Rational design of substituted tripyrrole peptides that complex with DNA by both selective minor-groove binding and electrostatic interaction with the phosphate backbone.

The structures of the compounds we call 3a, 3b, and 3c-compounds that incorporate (i) the tripyrrole peptide of the minor-groove-binding distamycin class of compounds and (ii) polyamine ligands that extend from the minor groove and can interact with phosphodiester bonds--were arrived at by computer-graphics designing by using the x-ray structure of distamycin A complexed in the minor groove of d(CGCAAATTTGCG)2. Compounds 3a, 3b, and 3c are elaborations of distamycin analog 2, designed for improved stability in solution and easier synthesis and purification, which itself binds weakly to DNA. Compounds 3a, 3b, and 3c have been synthesized, and the interaction of distamycin A, 2, 3a, 3b, and 3c with calf thymus DNA, poly(dA-dT), poly(dG-dC), poly(dI-dC), pBR322 superhelical plasmid DNA, and, in the case of 3b, T4 coliphage DNA have been studied.

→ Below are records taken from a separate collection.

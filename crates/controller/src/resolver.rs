/// Lifecycle of the one-shot geolocation auto-detect.
///
/// `Idle → Requesting → Resolved | Failed`; the machine is terminal in both
/// end states. Arming happens at most once per session, when the states
/// catalog first becomes non-empty, so the platform permission prompt is
/// never shown twice.
#[derive(Debug, Copy, Clone, PartialEq, Eq)]
pub enum ResolverPhase {
    Idle,
    Requesting,
    Resolved,
    Failed,
}

#[derive(Debug)]
pub struct LocationResolver {
    phase: ResolverPhase,
}

impl LocationResolver {
    pub fn new() -> Self {
        Self {
            phase: ResolverPhase::Idle,
        }
    }

    pub fn phase(&self) -> ResolverPhase {
        self.phase
    }

    /// Arms the auto-detect.
    ///
    /// Returns `true` only on the first call; the phase itself is the
    /// persisted "already attempted" flag, independent of any rendering.
    pub fn arm(&mut self) -> bool {
        if self.phase != ResolverPhase::Idle {
            return false;
        }
        self.phase = ResolverPhase::Requesting;
        true
    }

    /// True while a platform fix or nearest-region lookup is outstanding.
    pub fn is_requesting(&self) -> bool {
        self.phase == ResolverPhase::Requesting
    }

    pub fn resolved(&mut self) {
        self.phase = ResolverPhase::Resolved;
    }

    /// Terminal for permission refusal, platform errors, lookup failures and
    /// invalid lookup results alike; none of them re-arm the machine.
    pub fn failed(&mut self) {
        self.phase = ResolverPhase::Failed;
    }
}

impl Default for LocationResolver {
    fn default() -> Self {
        Self::new()
    }
}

The following pertinent conclusions can be drawn. Binding of 3a, 3b, and 3c occurs in the minor groove of DNA and, because of favorable electrostatic interaction of diprotonated polyamine side chains and DNA phosphodiester linkages, the tenacity of DNA binding and site specificity of 3a, 3b, and 3c are comparable to that of native distamycin A. 3b has been found to induce changes in the superhelical density of pBR322 plasmid DNA. The study establishes that the central pyrrole N-CH3 substituent of 2 can be replaced by bulky polyamine metal ligands to create any number of compounds that bind into the minor groove at A + T-rich sites and are putative catalysts for the hydrolysis of DNA.[1]